Chapitre I : le XIIème

 

            Le Tris­tan de Thomas (vers 1173), ver­sion con­sid­érée comme plus cour­toise que celle de Béroul, est très lacu­naire : six man­u­scrits recueil­lent dix frag­ments, env­i­ron un quart de l’œuvre. Le six­ième frag­ment, dit de Carlisle, est décou­vert au début des années 1990, sur les feuil­lets de garde d’un car­tu­laire latin, dans une bib­lio­thèque anglaise. Il donne le pre­mier pas­sage con­nu du roman quand Tris­tan et Iseut vien­nent de boire le philtre dans le navire qui les mène au roi Marc. Autre étrangeté, ces pre­miers vers, étant eux-mêmes abîmés – leur début près de la reli­ure a été coupé – don­nent à enten­dre les pre­miers mots d’amour comme s’ils étaient décousus :

 

             … e fu merveille

                … ne vos ocis[1]

 

C’est Iseut qui par­le : « Ce fut mer­veille que je ne vous ai tué », au lieu de vous guérir comme je fis, alors que vous aviez tué mon oncle Morholt. Une  chaîne con­tin­ue de blessé en blessant, de corps en cœur, est sug­gérée, dans la pre­science que l’amour un jour… Cepen­dant Iseut ne veut pas se déclar­er tout à fait, elle esquisse le pre­mier pas puis le laisse en sus­pens en jouant sur les mots : le verbe aimer se dis­ant « amer » en ancien français, elle l’entortille avec l’amer et la mer. D’où :

 

            Mer­veille est k’om la mer ne het

                Que si amer mal en mer set

                Et que l’anguisse es si amere ![2]

 

C’est mer­veille que pris d’un si amère mal de mer, et de si amère angoisse, nous ne haïs­sions pas la mer  –  ou l’amour, pour Tris­tan, tout ouïe, qui titube un peu, ne sachant si cette douleur vient « de la mer ou de l’amur ». Il emboîte alors le pas, son mal ne vient pas de la mer :

            Mes d’amer ay ces­te dolur,

                E en la mer m’est pris l’amur.[3]

 

C’est l’amour. Le sub­stan­tif dis­sipe homo­phonie et poly­sémie. Le son avait trois sens : Tris­tan choisit le plus beau du bou­quet ten­du par Iseut, choix qui est mer­ci en retour. Le breuvage sem­ble clar­i­fié et pourtant…il y avait, moins naïf, un qua­trième son : « la mère », c’est elle qui, s’appelant aus­si Iseut, a don­né le philtre pour favoris­er l’amour entre sa fille et Marc, fig­ure de père lui-même pour Tristan.

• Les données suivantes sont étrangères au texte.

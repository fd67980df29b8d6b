//! Command handlers for the trajectory server protocol.
//!
//! Each `handle_*` function processes a single JSON IPC command received from
//! a client connection and returns a JSON Lines response string (or streams
//! data for SUB).

use std::sync::atomic::{AtomicUsize, Ordering};
use std::sync::Arc;
use std::time::Instant;

use tokio::io::{AsyncWrite, AsyncWriteExt};
use tokio::sync::broadcast;

use crate::daemon::store::{DrillSnapshot, DrillStore};
use crate::daemon::DaemonResult;
use crate::health::{get_memory_usage_mb, HealthStatus};
use crate::ipc::{DrillState, DrillStateMessage, IpcCommand, IpcResponse};


/// Shared server state passed to each client handler.
#[derive(Clone)]
pub(super) struct DaemonState {
    pub(super) store: DrillStore,
    pub(super) start_time: Instant,
    pub(super) active_connections: Arc<AtomicUsize>,
    pub(super) listen_addr: String,
}

fn state_response(snapshot: &DrillSnapshot) -> String {
    IpcResponse::success(Some(
        serde_json::to_value(snapshot.to_payload()).expect("failed to serialize DrillState"),
    ))
    .to_json_line()
}

/// Handles the UPDATE command.
///
/// Merges the present fields into the stored state, broadcasts the result to
/// subscribers and returns the full state. An UPDATE with no fields changes
/// nothing but still rebroadcasts.
pub(super) async fn handle_update_command(cmd: &IpcCommand, store: &DrillStore) -> String {
    if let Some(md) = cmd.md.filter(|md| !md.is_finite()) {
        return IpcResponse::error(format!("invalid md: {}", md)).to_json_line();
    }
    let mut positions = cmd.bit.iter().chain(cmd.path.iter().flatten());
    if let Some(p) = positions.find(|p| !p.is_valid()) {
        return IpcResponse::error(format!(
            "position out of range: lon={}, lat={}",
            p.lon, p.lat
        ))
        .to_json_line();
    }

    let snapshot = store
        .update(DrillState {
            bit: cmd.bit,
            path: cmd.path.clone(),
            md: cmd.md,
        })
        .await;
    tracing::debug!(
        path_points = snapshot.path.len(),
        md = snapshot.md,
        "drill state updated"
    );
    state_response(&snapshot)
}

/// Handles the GET command. Returns the full state.
pub(super) async fn handle_get_command(store: &DrillStore) -> String {
    state_response(&store.snapshot().await)
}

/// Handles the STATUS command.
pub(super) async fn handle_status_command(state: &DaemonState) -> String {
    let snapshot = state.store.snapshot().await;
    let health = HealthStatus {
        uptime_seconds: state.start_time.elapsed().as_secs(),
        connections: state.active_connections.load(Ordering::Relaxed),
        subscribers: state.store.subscriber_count(),
        path_points: snapshot.path.len(),
        md: snapshot.md,
        memory_mb: get_memory_usage_mb(),
        listen_addr: state.listen_addr.clone(),
    };

    IpcResponse::success(Some(
        serde_json::to_value(&health).expect("failed to serialize HealthStatus"),
    ))
    .to_json_line()
}

/// Handles the SUB command.
///
/// Acknowledges, sends the current state as a `drill_state` message, then one
/// message per update until the client goes away. A lagged subscriber skips
/// the backlog and is sent the latest state once.
pub(super) async fn handle_sub_command<W>(store: &DrillStore, writer: &mut W) -> DaemonResult<()>
where
    W: AsyncWrite + Unpin,
{
    let ok_msg = IpcResponse::success(Some(serde_json::json!("subscribed")));
    writer.write_all(ok_msg.to_json_line().as_bytes()).await?;
    writer.flush().await?;

    // Subscribe before reading the snapshot so no update falls in between.
    let mut rx = store.subscribe();
    let initial = store.snapshot().await;
    if write_or_disconnect(writer, &drill_state_line(&initial)).await {
        return Ok(());
    }

    tracing::debug!("Client subscribed to drill state");

    loop {
        let snapshot = match rx.recv().await {
            Ok(snapshot) => snapshot,
            Err(broadcast::error::RecvError::Lagged(count)) => {
                tracing::warn!("Subscriber lagged, missed {} updates", count);
                drain_backlog(&mut rx);
                store.snapshot().await
            }
            Err(broadcast::error::RecvError::Closed) => {
                tracing::debug!("Subscriber channel closed");
                break;
            }
        };
        if write_or_disconnect(writer, &drill_state_line(&snapshot)).await {
            break;
        }
    }

    Ok(())
}

/// Discards queued updates; the caller resends the current state instead.
fn drain_backlog(rx: &mut broadcast::Receiver<DrillSnapshot>) {
    let mut skipped = 0usize;
    loop {
        match rx.try_recv() {
            Ok(_) => skipped += 1,
            Err(broadcast::error::TryRecvError::Lagged(n)) => skipped += n as usize,
            Err(_) => break,
        }
    }
    tracing::trace!(skipped, "subscriber backlog dropped");
}

fn drill_state_line(snapshot: &DrillSnapshot) -> String {
    DrillStateMessage::new(snapshot.to_payload()).to_json_line()
}

/// Writes a message to the client. Returns `true` if the client disconnected.
async fn write_or_disconnect<W>(writer: &mut W, message: &str) -> bool
where
    W: AsyncWrite + Unpin,
{
    if let Err(e) = writer.write_all(message.as_bytes()).await {
        tracing::debug!("Subscriber disconnected (write failed): {}", e);
        return true;
    }
    if let Err(e) = writer.flush().await {
        tracing::debug!("Subscriber disconnected (flush failed): {}", e);
        return true;
    }
    false
}
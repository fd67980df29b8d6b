//! Trajectory server process: lifecycle, daemonization and the main entry
//! point.

mod handlers;
pub mod logging;
pub mod server;
pub mod store;

pub use server::TrajectoryServer;
pub use store::{DrillSnapshot, DrillStore};

use crate::DaemonConfig;
use fork::{daemon, Fork};
use std::error::Error;
use tokio::runtime::Runtime;
use tokio::signal;
use tokio::signal::unix::{signal as unix_signal, SignalKind};
use tokio::sync::broadcast;
use tracing::{error, info, warn};

/// Result type alias for server operations.
pub type DaemonResult<T> = Result<T, Box<dyn Error + Send + Sync>>;

/// Wait for a shutdown signal (SIGINT or SIGTERM).
///
/// If SIGTERM handler registration fails, falls back to SIGINT only.
async fn wait_for_shutdown() {
    match unix_signal(SignalKind::terminate()) {
        Ok(mut sigterm) => {
            tokio::select! {
                _ = signal::ctrl_c() => {
                    info!("received SIGINT (Ctrl+C), shutting down");
                },
                _ = sigterm.recv() => {
                    info!("received SIGTERM, shutting down");
                },
            }
        }
        Err(e) => {
            warn!(error = %e, "could not register SIGTERM handler, using SIGINT only");
            if let Err(e) = signal::ctrl_c().await {
                error!(error = %e, "failed waiting for SIGINT");
            } else {
                info!("received SIGINT (Ctrl+C), shutting down");
            }
        }
    }
}

/// Forks and detaches from the terminal. The parent exits with code 0.
///
/// Must be called BEFORE the Tokio runtime starts: forking a running runtime
/// corrupts its signal handling state.
///
/// * `nochdir` - If false, changes the working directory to `/`.
/// * `noclose` - If false, redirects stdin/stdout/stderr to /dev/null.
pub fn daemonize_process(nochdir: bool, noclose: bool) -> DaemonResult<()> {
    match daemon(nochdir, noclose) {
        Ok(Fork::Child) => Ok(()),
        Ok(Fork::Parent(_)) => std::process::exit(0),
        Err(e) => Err(Box::new(std::io::Error::other(format!(
            "Failed to daemonize: {}",
            e
        )))),
    }
}

/// Runs the trajectory server until SIGINT or SIGTERM.
///
/// Daemonizes first when requested, then initializes logging, then builds the
/// runtime, binds the listener and serves clients.
///
/// # Example
///
/// ```no_run
/// use drillview::{daemon::run_daemon, DaemonConfig};
///
/// let config = DaemonConfig::new("127.0.0.1:8000".to_string(), false);
/// run_daemon(config).expect("Failed to run server");
/// ```
pub fn run_daemon(config: DaemonConfig) -> DaemonResult<()> {
    if config.daemonize {
        // A daemon with no log file would log into /dev/null; keep cwd so a
        // relative log path still resolves.
        daemonize_process(true, false)?;
    }

    // After daemonize, since stderr may be redirected.
    logging::init(config.log_level, config.log_file.as_deref())?;

    info!(
        listen = %config.listen,
        daemonize = config.daemonize,
        "drillview server starting"
    );

    let runtime = Runtime::new().map_err(|e| {
        Box::new(std::io::Error::other(format!(
            "Failed to create Tokio runtime: {}",
            e
        ))) as Box<dyn Error + Send + Sync>
    })?;

    runtime.block_on(async {
        let mut server = TrajectoryServer::new(config.listen.clone());
        server.start().await?;

        let (shutdown_tx, shutdown_rx) = broadcast::channel(1);
        tokio::spawn(async move {
            wait_for_shutdown().await;
            let _ = shutdown_tx.send(());
        });

        info!("server running, press Ctrl+C or send SIGTERM to stop");
        server.run_with_shutdown(shutdown_rx).await
    })?;

    info!("server stopped");
    Ok(())
}
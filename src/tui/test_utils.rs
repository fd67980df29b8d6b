//! Shared test utilities for TUI testing with ratatui TestBackend.

use crate::tui::app::App;
use crate::tui::ui::render;
use ratatui::{backend::TestBackend, buffer::Buffer, Terminal};

/// Creates a Terminal with TestBackend at the specified dimensions.
pub fn test_terminal(width: u16, height: u16) -> Terminal<TestBackend> {
    let backend = TestBackend::new(width, height);
    Terminal::new(backend).expect("failed to create test terminal")
}

/// Extracts all text from a specific row in the buffer as a single String.
pub fn row_text(buffer: &Buffer, row: u16) -> String {
    let area = buffer.area();
    if row >= area.height {
        return String::new();
    }
    (0..area.width)
        .map(|col| {
            buffer
                .cell((col, row))
                .map(|cell| cell.symbol())
                .unwrap_or(" ")
        })
        .collect()
}

/// Finds the first row index that contains the given text, or None if not found.
pub fn find_row_with_text(buffer: &Buffer, text: &str) -> Option<u16> {
    (0..buffer.area().height).find(|&row| row_text(buffer, row).contains(text))
}

pub fn buffer_contains(buffer: &Buffer, text: &str) -> bool {
    find_row_with_text(buffer, text).is_some()
}

/// Renders the whole app and returns the buffer for inspection.
pub fn render_app(app: &App, width: u16, height: u16) -> Buffer {
    let mut terminal = test_terminal(width, height);
    terminal
        .draw(|frame| render(frame, app))
        .expect("failed to draw");
    terminal.backend().buffer().clone()
}
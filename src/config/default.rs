//! Default configuration template and file creation.
//!
//! The template is commented TOML matching `Config::default()`; `config init`
//! writes it to the XDG config path.

use std::fs;
use std::path::{Path, PathBuf};

use crate::config::error::ConfigError;
use crate::config::xdg;

/// Commented TOML template with all default values.
///
/// Every value here must match `Config::default()` from `schema.rs`.
pub const DEFAULT_CONFIG_TEMPLATE: &str = r##"# drillview configuration
#
# All values shown below are the built-in defaults.
# Location: $XDG_CONFIG_HOME/drillview/config.toml

# ==============================================================================
# Viewer
# ==============================================================================

[viewer]

# Address of the trajectory server (host:port).
server = "127.0.0.1:8000"

# Connect as soon as the viewer opens. Press `c` to connect manually.
auto_connect = true

# Redraw interval as a human-readable duration.
# Examples: "50ms", "100ms", "1s"
tick_rate = "100ms"

# Pipe diameter in metres. Values below 0.05 are drawn at 0.05.
pipe_diameter = 0.3

# Pipe colour as a CSS colour string.
# Examples: "#00ff66", "#f80", "rgb(255, 128, 0)", "orange"
pipe_color = "#00ff66"

# Log file for the viewer. Empty disables viewer logging,
# because the terminal is used by the interface.
log_file = ""

# Viewer logging verbosity: "error", "warn", "info", "debug", "trace".
# The DRILLVIEW_LOG environment variable takes precedence.
log_level = "info"

# ==============================================================================
# Server
# ==============================================================================

[daemon]

# Address to listen on (host:port).
listen = "127.0.0.1:8000"

# Logging verbosity: "error", "warn", "info", "debug", "trace".
# The DRILLVIEW_LOG environment variable takes precedence.
log_level = "info"

# Path to log file. Empty string means stderr.
log_file = ""
"##;

/// Writes the template to `path`, or to the XDG config path when `None`.
///
/// An existing file is an error unless `force` is set, in which case it is
/// moved to `.toml.backup` first. Returns the path written.
pub fn create_default_config(path: Option<&Path>, force: bool) -> Result<PathBuf, ConfigError> {
    let path = path.map_or_else(xdg::config_path, Path::to_path_buf);

    if path.exists() {
        if !force {
            return Err(ConfigError::AlreadyExists { path });
        }
        let backup_path = path.with_extension("toml.backup");
        fs::rename(&path, &backup_path).map_err(|e| ConfigError::WriteError {
            path: backup_path.clone(),
            source: e,
        })?;
        tracing::info!("Backed up existing config to {}", backup_path.display());
    }

    write_default_config(&path)?;
    Ok(path)
}

/// Writes the template with 0600 permissions. The XDG directory is created
/// 0700; any other parent is created with default permissions.
fn write_default_config(path: &Path) -> Result<(), ConfigError> {
    let write_err = |e| ConfigError::WriteError {
        path: path.to_path_buf(),
        source: e,
    };

    match path.parent() {
        Some(dir) if dir == xdg::config_dir() => xdg::ensure_dir(dir).map_err(write_err)?,
        Some(dir) if !dir.as_os_str().is_empty() => fs::create_dir_all(dir).map_err(write_err)?,
        _ => {}
    }
    fs::write(path, DEFAULT_CONFIG_TEMPLATE).map_err(write_err)?;

    #[cfg(unix)]
    {
        use std::os::unix::fs::PermissionsExt;
        fs::set_permissions(path, fs::Permissions::from_mode(0o600)).map_err(write_err)?;
    }

    Ok(())
}
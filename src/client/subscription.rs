//! Live subscription for the viewer.
//!
//! Connects, sends `SUB`, and forwards every pushed line as a
//! [`ViewerEvent::Message`]. Socket lifecycle changes become events too, so
//! the viewer can reflect them in its status text.

use tokio::sync::mpsc;
use tokio::task::JoinHandle;

use crate::client::{Client, ClientError};
use crate::ipc::{IpcCommand, IpcCommandKind};

/// Socket events delivered to the viewer.
#[derive(Debug, Clone, PartialEq, Eq)]
pub enum ViewerEvent {
    /// The subscription is open.
    Connected,
    /// One line pushed by the server, not yet parsed.
    Message(String),
    /// The server closed the connection.
    Disconnected,
    /// The connection broke after it was open.
    Error(String),
    /// The connection could not be opened.
    ConnectFailed(String),
}

/// Runs one subscription until the server goes away or the receiver is
/// dropped. Never retries.
pub async fn run_subscription(addr: String, tx: mpsc::Sender<ViewerEvent>) {
    let mut client = match open(&addr).await {
        Ok(client) => client,
        Err(e) => {
            tracing::warn!("subscription to {} failed: {}", addr, e);
            let _ = tx.send(ViewerEvent::ConnectFailed(e.to_string())).await;
            return;
        }
    };

    if tx.send(ViewerEvent::Connected).await.is_err() {
        return;
    }
    tracing::info!("subscribed to {}", addr);

    loop {
        let event = match client.read_line().await {
            Ok(Some(line)) => {
                let trimmed = line.trim();
                if trimmed.is_empty() {
                    continue;
                }
                ViewerEvent::Message(trimmed.to_string())
            }
            Ok(None) => {
                tracing::info!("server closed subscription");
                let _ = tx.send(ViewerEvent::Disconnected).await;
                return;
            }
            Err(e) => {
                tracing::warn!("subscription error: {}", e);
                let _ = tx.send(ViewerEvent::Error(e.to_string())).await;
                return;
            }
        };
        if tx.send(event).await.is_err() {
            // receiver dropped
            return;
        }
    }
}

/// Connects and sends SUB, returning the client once the server acknowledged.
async fn open(addr: &str) -> Result<Client, ClientError> {
    let mut client = Client::connect(addr).await?;
    let ack = client.request(&IpcCommand::new(IpcCommandKind::Sub)).await?;
    if !ack.ok {
        return Err(ClientError::Rejected(
            ack.error.unwrap_or_else(|| "subscription refused".to_string()),
        ));
    }
    Ok(client)
}

/// Spawns [`run_subscription`] on the current runtime.
pub fn spawn_subscription(addr: String, tx: mpsc::Sender<ViewerEvent>) -> JoinHandle<()> {
    tokio::spawn(run_subscription(addr, tx))
}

            Le réc­it révèle au texte une lim­ite inhérente à sa tech­nique. Com­ment dire le coup de foudre depuis l’intériorité des deux êtres ? Con­tredire cet impos­si­ble est un enjeu lyrique, une règle ren­con­trée en néces­sité. Le texte ne pou­vant faire par­ler de con­cert deux amants, Tris­tan marche dans les mots d’Yseut. On ne sait pas tout à fait qui a fait le pre­mier pas véri­ta­ble. « L’amer » : le son a qua­tre sens, fondés sur le réel vis­i­ble et invis­i­ble, invis­i­ble lui-même partagé entre con­scient et incon­scient. Le pas­sage est poé­tique en ce qu’il fait naître l’amour tout autant du philtre que du corps du lan­gage et cela non par décap­i­ta­tion mais par élec­tion. L’intelligence joue sur le corps sonore des mots pour faire enten­dre le mal au cœur. C’est là sans doute beau­coup d’intériorité à la langue mater­nelle, Tris­tan souf­frira de voir la terre quand il fait si bon faire l’amour dans la mer… La langue a cepen­dant mar­ié Iseut et Tris­tan : le cœur du roman, l’octosyllabe « ni toi sans moi, ni moi sans toi » a pris. Le roman l’emporte ensuite, le fait reprend ses droits : les amoureux se réjouis­sent et s’embrassent « et enveisent e acolent. » 

 

                                                           *

 « La mer du lan­gage est haute. Ses voiles blanch­es, sex­uelles, sug­gérant l’application de l’image, ou noires, en deuil du déclin de la nav­i­ga­tion. » Ros­marie Wal­drop[4]

 

La fin du roman offre une même den­sité poé­tique. Tris­tan, mortelle­ment blessé, guette depuis la Bre­tagne le bateau d’Iseut qui doit venir le guérir : une voile blanche sera son signe. Guéri­son physique et sen­ti­men­tale ain­si que l‘a dévoilée, déliée en liant, la scène du philtre. Or Iseut aux Blanch­es Mains, épouse de sub­sti­tu­tion, trompée par Tris­tan, va manier con­séquem­ment la langue clar­i­fiée, mono­sémique, et de vic­time devenir bourreau :

 

            Sachez que le sigle est tut neir[5]

 

Sachez que la voile est noire : elle ment et Tris­tan meurt, qui lui avait donc aus­si men­ti. Ce pas­sage est en sus­pens, action et parole se ren­con­trant, car le bateau d’Iseut est sur le point de touch­er au rivage mais le vent est tombé et sadique­ment il y a comme un arrêt sur image, sur les mots d’Iseut « le sigle est tut neir »… Son nom lui-même est en sus­pens, entre ironie, ses actions étant plus d’un cygne noir que d’une vierge, et vérité, Tris­tan l’ayant déjà innocentée.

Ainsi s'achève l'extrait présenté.